A growing population of young women with obesity are developing atypical hyperplasia (pre-cancer) and endometrial cancer. Progestin is the standard treatment for women who wish to preserve fertility, but this approach does not address the underlying cause of endometrial cancer/atypical hyperplasia (obesity); thus response rates are low and recurrence rates are high. Significant weight loss by bariatric surgery, in combination with progestin therapy may result in greater and more durable response rates.

Study Overview

• Status: Recruiting
• Conditions: Bariatric Surgery Candidate; Endometrial Cancer; Atypical Hyperplasia
• Intervention / Treatment: Procedure: Bariatric Surgery

Detailed Description

The incidence of endometrial cancer is increasing at an alarming rate (2.6% per year). This trend parallels the rising rate of obesity, the most significant increasing risk factor for endometrial cancer. Young women with obesity and endometrial cancer or atypical hyperplasia who want to maintain their fertility and thus avoid hysterectomy are treated with progestin therapy, such as progestin intra-uterine device (pIUD). However, the pIUD achieves cancer regression in only 50-70% of women, and over 50% of initial responders will develop recurrence within two years. The effectiveness of the pIUD may be improved if the driver of endometrial cancer (obesity) was simultaneously addressed. Multiple epidemiologic studies have demonstrated that bariatric surgery reduces the risk of developing endometrial cancer. Our research aims to answer the question: "Is bariatric surgery in addition to the pIUD a feasible and acceptable option for young women with endometrial cancer/atypical hyperplasia who wish to maintain their childbearing potential compared to standard treatment of pIUD alone?
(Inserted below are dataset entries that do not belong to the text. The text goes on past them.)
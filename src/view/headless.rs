//! Headless view - logs state changes and executes effects directly

use super::clock;
use super::{EffectError, ViewApplier};
use crate::core::state::{ShellState, StateDelta};
use crate::host::{CommandRunner, HostAction, HostError, RunOutcome};
use crate::reconcile::{Component, SideEffect, UpdatePanel};
use crate::signals::SignalStore;
use std::sync::Arc;
use tracing::{debug, info};

pub struct HeadlessView<S: SignalStore + ?Sized> {
    store: Arc<S>,
    runner: CommandRunner,
    applied: usize,
    clock: Option<String>,
    date: Option<String>,
}

impl<S: SignalStore + ?Sized> HeadlessView<S> {
    pub fn new(store: Arc<S>, runner: CommandRunner) -> Self {
        Self {
            store,
            runner,
            applied: 0,
            clock: None,
            date: None,
        }
    }

    /// Number of states applied so far
    pub fn applied(&self) -> usize {
        self.applied
    }

    /// Clock text last shown, `None` while the clock is hidden
    pub fn clock(&self) -> Option<&str> {
        self.clock.as_deref()
    }

    /// Date text shown under the clock
    pub fn date(&self) -> Option<&str> {
        self.date.as_deref()
    }

    fn refresh_clock(&mut self, visible: bool) {
        if !visible {
            self.clock = None;
            self.date = None;
            return;
        }
        let (time, date) = clock::now_texts();
        self.clock = Some(time);
        self.date = Some(date);
    }

    fn run(&self, action: HostAction) -> Result<(), EffectError> {
        match self.runner.run(action) {
            Ok(RunOutcome::Spawned(pid)) => {
                debug!("{} running as pid {}", action.name(), pid);
                Ok(())
            }
            Ok(RunOutcome::NotConfigured) => Err(EffectError::NotConfigured(action.name())),
            Err(HostError::Spawn { program, source }) => Err(EffectError::Spawn { program, source }),
            Err(e) => Err(EffectError::Spawn {
                program: action.name().to_string(),
                source: std::io::Error::other(e.to_string()),
            }),
        }
    }
}

impl<S: SignalStore + ?Sized> ViewApplier for HeadlessView<S> {
    fn apply(&mut self, state: &ShellState, deltas: &[StateDelta]) {
        self.applied += 1;
        self.refresh_clock(state.clock_visible);
        if deltas.is_empty() {
            debug!("State unchanged");
            return;
        }
        for delta in deltas {
            info!("{} = {}", delta.field, delta.value);
        }
        debug!("State: {}", state.to_json());
    }

    fn apply_updates(&mut self, panel: &UpdatePanel) {
        for component in Component::all() {
            info!("Update {}: {:?}", component.name(), panel.component(*component));
        }
        info!(
            "Update system: {:?} (check={} cancel={})",
            panel.system, panel.check_visible, panel.cancel_visible
        );
    }

    fn perform(&mut self, effect: &SideEffect) -> Result<(), EffectError> {
        info!("Performing {}", effect);
        match effect {
            SideEffect::ClearMarker(signal) => Ok(self.store.clear(*signal)?),
            SideEffect::RequestAppStop => self.run(HostAction::AppStop),
            SideEffect::RequestShutdown => self.run(HostAction::Shutdown),
        }
    }
}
This is a pilot randomized controlled trial to assess the feasibility of a full-scale randomized controlled trial. Eligible women will be identified and consented over a 21-month period, and participants will be randomized to bariatric surgery plus standard pIUD (intervention group) or to standard pIUD alone (non-intervention group) in a 1:1 fashion.
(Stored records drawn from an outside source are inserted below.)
//! Event loop tests: marker watcher feeding the shell driver

use crate::common::{store, touch};
use headunit_shell::core::config::CommandConfig;
use headunit_shell::host::CommandRunner;
use headunit_shell::signals::MarkerWatcher;
use headunit_shell::{
    EventSender, HeadlessView, Layout, PassOutcome, Settings, Shell, ShellEvent, SharedSettings,
    Signal,
};
use std::fs;
use std::sync::Arc;
use std::time::Duration;
use tokio::sync::mpsc;

const POLL: Duration = Duration::from_millis(10);

#[tokio::test]
async fn test_watcher_reports_new_marker() {
    let dir = tempfile::tempdir().unwrap();
    let store = store(dir.path(), Layout::Classic);
    let (tx, mut rx) = mpsc::unbounded_channel();

    let handle = MarkerWatcher::for_table(store.table()).spawn(POLL, EventSender::new(tx));
    tokio::time::sleep(POLL * 3).await;
    touch(&store, Signal::HotspotDetected, "");

    let event = tokio::time::timeout(Duration::from_secs(5), rx.recv())
        .await
        .unwrap();
    assert_eq!(event, Some(ShellEvent::StoreChanged));
    handle.abort();
}

#[test]
fn test_settings_watcher_sends_settings_changed() {
    tokio_test::block_on(async {
        let dir = tempfile::tempdir().unwrap();
        let path = dir.path().join("settings.toml");
        let (tx, mut rx) = mpsc::unbounded_channel();

        let handle = MarkerWatcher::new(vec![path.clone()])
            .with_event(ShellEvent::SettingsChanged)
            .spawn(POLL, EventSender::new(tx));
        tokio::time::sleep(POLL * 3).await;
        Settings::default().save_to(&path).unwrap();

        let event = tokio::time::timeout(Duration::from_secs(5), rx.recv())
            .await
            .unwrap();
        assert_eq!(event, Some(ShellEvent::SettingsChanged));
        handle.abort();
    });
}

#[tokio::test]
async fn test_external_exit_marker_stops_shell() {
    let dir = tempfile::tempdir().unwrap();
    let store = Arc::new(store(dir.path(), Layout::Classic));
    let exit_marker = store.table().path(Signal::ExternalExit).to_path_buf();
    let (tx, rx) = mpsc::unbounded_channel();

    let watcher = MarkerWatcher::for_table(store.table()).spawn(POLL, EventSender::new(tx));
    let view = HeadlessView::new(
        Arc::clone(&store),
        CommandRunner::new(CommandConfig::default()),
    );
    let shell = Shell::new(
        Arc::clone(&store),
        SharedSettings::new(Settings::default(), None),
        view,
        dir.path().join("storage"),
    );

    let trigger = async {
        tokio::time::sleep(POLL * 5).await;
        fs::write(&exit_marker, "").unwrap();
    };
    tokio::time::timeout(Duration::from_secs(5), async {
        tokio::join!(shell.run(rx), trigger)
    })
    .await
    .unwrap();

    assert!(!exit_marker.exists());
    watcher.abort();
}

#[test]
fn test_settings_file_reload() {
    let dir = tempfile::tempdir().unwrap();
    let settings_path = dir.path().join("settings.toml");
    let store = Arc::new(store(dir.path(), Layout::Classic));
    let settings = SharedSettings::load_from(&settings_path).unwrap();
    let view = HeadlessView::new(
        Arc::clone(&store),
        CommandRunner::new(CommandConfig::default()),
    );
    let mut shell = Shell::new(Arc::clone(&store), settings.clone(), view, dir.path());

    assert_eq!(shell.pass(), PassOutcome::Continue);
    assert_eq!(shell.state().unwrap().alpha, 50);

    let mut changed = Settings::default();
    changed.set("alpha_trans", "80").unwrap();
    changed.save_to(&settings_path).unwrap();
    settings.reload().unwrap();

    shell.pass();
    assert_eq!(shell.state().unwrap().alpha, 80);
    assert_eq!(shell.view().applied(), 2);
}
• Study Type: Interventional
• Enrollment (Estimated): 36
• Phase: Not Applicable

Contacts and Locations

• Study Contact: Name: Tara Zad; Phone Number: 3165 416-946-4501; Email: Tara.Zad@uhn.ca

Study Locations

• Canada
  • Ontario
    • Toronto, Ontario, Canada, M5G 2C4
      • Recruiting
      • Princess Margaret Hospital

Participation Criteria

Eligibility Criteria

• Ages Eligible for Study: 18 years to 41 years (Adult)
• Accepts Healthy Volunteers: No

Description

Inclusion Criteria:

• BMI ≥ 35
• Diagnosis of grade 1 endometrioid endometrial cancer or complex atypical hyperplasia
• Clinical stage 1 disease - no evidence of metastatic disease beyond the uterus by physical exam or imaging performed (MRI, CT)
• ECOG status <2
• Desire for fertility preservation
• No contraindications to progestin intrauterine device (IUD)
• Have signed an approved informed consent form

Exclusion Criteria:

• Evidence of myometrial invasion or extra-uterine disease on imaging
• High grade or p53 endometrial cancer
• History of other malignancies, except if curatively treated with no evidence of disease for > 5 years
• Evidence of adenomyosis seen on MRI
• Previous major upper abdominal surgery (ex. splenectomy, partial gastrectomy, liver resection, bowel resection). *Appendectomy, cholecystectomy, hernia repair, and caesarean section are acceptable procedures for inclusion
• Current use of weight loss medication
• Contraindications to sleeve gastrectomy
• Medical co-morbidity with end-organ dysfunction
• Unable to understand and participate in the informed consent process
• Currently pregnant

Study Plan

How is the study designed?

Design Details

• Primary Purpose: Treatment
• Allocation: Randomized
• Interventional Model: Parallel Assignment
• Masking: None (Open Label)

Number of Arms

2

Arms and Interventions

Participant Group / Arm	Intervention / Treatment
Experimental: Bariatric Surgery and Progestin Intrauterine Device; This group will receive a progestin intrauterine device and be offered to undergo bariatric surgery.	Procedure: Bariatric Surgery; Patients who are randomized to the intervention group will receive a progestin intrauterine device and be referred for bariatric service to undergo bariatric surgery within 3 months of their study consent.
No Intervention: Progestin Intrauterine Device Alone; This group will receive a progestin intrauterine device alone.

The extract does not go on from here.